Contextualised data, as the phrase suggests, is all about data generated by practical tenant actions that point to actionable insights.
In our experience, real estate analytics tend to be represented as walls of endless numbers, framed by lines of obtuse jargon. We want commercial landlords to look at a visualisation of data, know instantly what it means, and what it tells them to do next. We want to generate, first, causal links and strong correlations.
The following is an excerpt from the CRE Landlord's Guide to Tenant App Analytics. Download your copy here.
Tenant experience analytics are tied directly to the behaviours of tenants in your assets, as evidenced by interactions with your tenant experience technology suite. These analytics, combined, build a comprehensive historical picture of building and technology usage, and prescribe iterative improvements to building management teams.
Let's examine the overarching material benefits of investing in a combination smart data-analysis platform.
1. Better understand your tenant population
A crucial component of effective marketing is granular segmentation. To market your tenant app effectively to your diverse building population, you need to build comprehensive and accurate profiles of each customer group (or segment). Why? Consider Meredith Hill's time-honoured adage: "When you speak to everyone, you speak to no one."
A community is not built on boilerplate memos or generic e-handshakes — it is the sum of small, personalised engagements. This is, in part, what Dror Poleg means when he talks about the winning landlords of the future.
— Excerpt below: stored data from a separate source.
// SPDX-License-Identifier: AGPL-3.0-or-later
//
// Copyright (C) 2026 Social Forum Contributors

use axum::{extract::State, Json};
use serde::Serialize;
use utoipa::ToSchema;

use crate::state::AppState;

/// Health check response with individual component status.
#[derive(Debug, Serialize, ToSchema)]
pub struct HealthResponse {
    /// Overall health status ("ok" or "degraded").
    pub status: String,
    /// Individual health checks and their results.
    pub checks: HealthChecks,
}

/// Individual health check results.
#[derive(Debug, Serialize, ToSchema)]
pub struct HealthChecks {
    /// Whether the service process is running.
    pub service: String,
    /// Object-store reachability.
    pub object_store: String,
}

/// Liveness/readiness probe.
///
/// Public by policy. An unreachable object store degrades the status but
/// does not fail the probe - the service still serves relational traffic.
#[utoipa::path(
    get,
    path = "/health",
    tag = "Health",
    responses((status = 200, description = "Service health", body = HealthResponse))
)]
pub async fn health(State(state): State<AppState>) -> Json<HealthResponse> {
    let object_store = match state.objects.list_all_keys() {
        Ok(_) => "ok",
        Err(_) => "unreachable",
    };

    Json(HealthResponse {
        status: if object_store == "ok" { "ok" } else { "degraded" }.to_string(),
        checks: HealthChecks {
            service: "ok".to_string(),
            object_store: object_store.to_string(),
        },
    })
}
Your average CRM may give you demographic information on a company level (e.g., industry and size), but it is far more difficult (and extremely rare) for landlords to maintain veracious records of the customer groups that transcend company and industry. Equiem enables you to capture a virtually endless amount of customer properties, such as:
- Name
- Age
- Gender
- Role
- Level of seniority
- Interests
- Remote working habits
These personal properties can be combined with building-based details (such as floor, area, tower, etc) to form super-targeted customer segments. Once you know who in your building cycles to work, or which tenants specifically are concerned about COVID-19 safety measures, or even which tenants like to have their dry cleaning handled on-site, you can tailor your engagement programs specifically to those segments.
Accurate segmentation through regular data capture is one of the key functions of Equiem's tenant experience platform, and it gives building managers and customer success teams a dazzling list of opportunities to provide innovative and memorable customer service. Such service will inevitably come in handy when the time comes to discuss lease renewals with key tenants — more on this below.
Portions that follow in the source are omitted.